Pour vous parler de ce même processus d'évaluation neuropsychologique, j’aimerais commencer par explorer à quoi sert un bilan neuropsychologique. En réalité, un bilan neuropsychologique est un outil à une fin et pas un divertissement.
L'évaluation neuropsychologique peut assumer diverses fonctions, notamment l'exploration du fonctionnement cognitif (les pensées), émotionnel et comportemental en faisant le lien avec le fonctionnement cérébral de la personne. Non, il n'est pas nécessaire de voir votre cerveau, mais le faire travailler à travers des tests standards (c'est-à-dire bien étudiés) et des entretiens cliniques approfondis. Ces bilans peuvent servir à :
Objectiver des troubles cognitifs, comme c'est le cas des difficultés de mémoire, d'attention et des fonctions exécutives. Ces mesures permettent de quantifier les difficultés.
Aider au diagnostic différentiel en apportant de l'information sur le fonctionnement du cerveau. Il est possible de distinguer entre une atteinte acquise ou neurodéveloppementale (depuis la naissance) pour mieux informer un potentiel diagnostic.
Évaluer l’impact fonctionnel, notamment d’estimer comment les difficultés évaluées peuvent interférer avec la vie quotidienne de la personne. Cette partie de l'évaluation a pour but d'adapter la prise en charge, de conseiller la famille et la personne, et d'évaluer la capacité de la personne.
Suivre l'évolution et l'efficacité d'une prise en charge, même que ces évaluations soient moins fréquentes dans le suivi en libéral, il est aussi possible de vérifier l'impact d'une chirurgie, médicament ou prise en charge.
Indépendamment de leur fonction, il est important que chaque évaluation neuropsychologique assume une approche globale, en évaluant les émotions, la motivation, le comportement, mais aussi le contexte de la personne, pour mieux comprendre la cognition et la personne dans son ensemble.
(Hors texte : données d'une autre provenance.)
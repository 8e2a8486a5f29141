//! Item options (modifiers) and their add/substitute/remove relation.

use serde::{Deserialize, Serialize};

use crate::money::Cents;

/// How an option relates to its parent line item.
///
/// Set by business rule from the catalog's price delta: positive ⇒ `Add`,
/// zero ⇒ `No` (effectively removed from the item), negative ⇒ `Sub`
/// (substitution). The derived `Ord` gives the display ordering: adds first,
/// then substitutions, then removals.
#[derive(Debug, Clone, Copy, PartialEq, Eq, PartialOrd, Ord, Hash, Serialize, Deserialize)]
pub enum OptionRelation {
    Add,
    Sub,
    No,
}

impl OptionRelation {
    /// Classify a catalog price delta into a relation.
    pub fn from_delta(delta: Cents) -> Self {
        if delta > 0 {
            OptionRelation::Add
        } else if delta == 0 {
            OptionRelation::No
        } else {
            OptionRelation::Sub
        }
    }

    /// Price scalar applied to this option's contribution: 1.0 for `Add` and
    /// `Sub`, 0.0 for `No` (a voided option contributes nothing).
    pub fn scalar(&self) -> f64 {
        match self {
            OptionRelation::Add | OptionRelation::Sub => 1.0,
            OptionRelation::No => 0.0,
        }
    }
}

/// One modifier attached to a line item.
#[derive(Debug, Clone, PartialEq, Eq, Serialize, Deserialize)]
pub struct ItemOption {
    pub name: String,
    pub category: String,
    pub price: Cents,
    pub relation: OptionRelation,
}

impl ItemOption {
    pub fn new<S: Into<String>>(name: S, category: S, price: Cents, relation: OptionRelation) -> Self {
        Self {
            name: name.into(),
            category: category.into(),
            price,
            relation,
        }
    }

    /// This option's contribution to the parent item's gross price.
    /// A `No` relation dominates: its contribution is always zero.
    pub fn effective_price(&self) -> Cents {
        match self.relation {
            OptionRelation::No => 0,
            OptionRelation::Add | OptionRelation::Sub => self.price,
        }
    }
}

impl PartialOrd for ItemOption {
    fn partial_cmp(&self, other: &Self) -> Option<std::cmp::Ordering> {
        Some(self.cmp(other))
    }
}

impl Ord for ItemOption {
    /// Options sort by relation first, then name.
    fn cmp(&self, other: &Self) -> std::cmp::Ordering {
        self.relation
            .cmp(&other.relation)
            .then_with(|| self.name.cmp(&other.name))
    }
}
//! Date context and staged-name standardization.

use std::path::{Path, PathBuf};

use chrono::{Local, NaiveDate, NaiveTime};

use pos_order::TAKEOUT_SEPARATOR;

/// Confirmed-stage file extension for dine-in orders.
pub const TABLE_EXT: &str = "table";
/// Confirmed-stage file extension for take-out orders.
pub const TOGO_EXT: &str = "togo";
/// Checkout-stage file extension.
pub const CHECKOUT_EXT: &str = "checkout";

/// The staging date, passed explicitly into the order directory.
///
/// The directory never watches the wall clock: the caller refreshes the
/// context once per logical day (constructing a new [`crate::StagingArea`]
/// with it), so there is no hidden global date state that mutates on
/// rollover.
#[derive(Debug, Clone, Copy, PartialEq, Eq)]
pub struct DateContext {
    date: NaiveDate,
}

impl DateContext {
    pub fn new(date: NaiveDate) -> Self {
        Self { date }
    }

    /// Today per the local wall clock. Convenience for hosts; tests pass
    /// explicit dates.
    pub fn today() -> Self {
        Self {
            date: Local::now().date_naive(),
        }
    }

    pub fn date(&self) -> NaiveDate {
        self.date
    }

    /// `root/YYYY/MM/DD` for this context's date.
    pub fn day_dir(&self, root: &Path) -> PathBuf {
        use chrono::Datelike;
        root.join(format!("{:04}", self.date.year()))
            .join(format!("{:02}", self.date.month()))
            .join(format!("{:02}", self.date.day()))
    }
}

/// Standardize a confirmed-stage file name: periods and spaces become
/// underscores; the extension classifies the order, `.togo` when the
/// take-out separator appears in the original name, else `.table`.
pub fn confirmed_file_name(name: &str) -> String {
    let stem: String = name
        .chars()
        .map(|c| if c == '.' || c == ' ' { '_' } else { c })
        .collect();
    let ext = if name.contains(TAKEOUT_SEPARATOR) {
        TOGO_EXT
    } else {
        TABLE_EXT
    };
    format!("{stem}.{ext}")
}

/// Checkout-stage file name: spaces become underscores, suffixed with a
/// time-of-day stamp so every checkout event gets its own file.
pub fn checkout_file_name(name: &str, time: NaiveTime) -> String {
    use chrono::Timelike;
    let stem: String = name
        .chars()
        .map(|c| if c == ' ' { '_' } else { c })
        .collect();
    format!(
        "{stem}_{:02}-{:02}-{:02}.{CHECKOUT_EXT}",
        time.hour(),
        time.minute(),
        time.second()
    )
}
J’ai appris que certains de mes patients appellent cette approche d’évaluation 360° et que cela était ma marque personnelle. Au final, même quand je veux, je ne sais pas faire simple.
Avant d'aborder le processus d'évaluation neuropsychologique, il est important de mentionner une erreur que je vois constamment. C'est l'erreur de passer des tests et de se fier uniquement aux chiffres. J'ai l'habitude de dire que les chiffres ne parlent pas seuls. Il faut leur donner de la matière et pour cela, il est obligatoire d'investiguer l'histoire de vie de la personne. Imaginez-vous bien qu'un test de la mémoire peut donner les mêmes chiffres à une personne qui est dyslexique ou une personne qui a eu un traumatisme crânien. Les chiffres sont les mêmes, mais l'interprétation n'est pas la même et cela change en fonction du récit de l’information recueille. Maintenant que j'ai mis tout le monde en garde, il est important important de revenir au processus.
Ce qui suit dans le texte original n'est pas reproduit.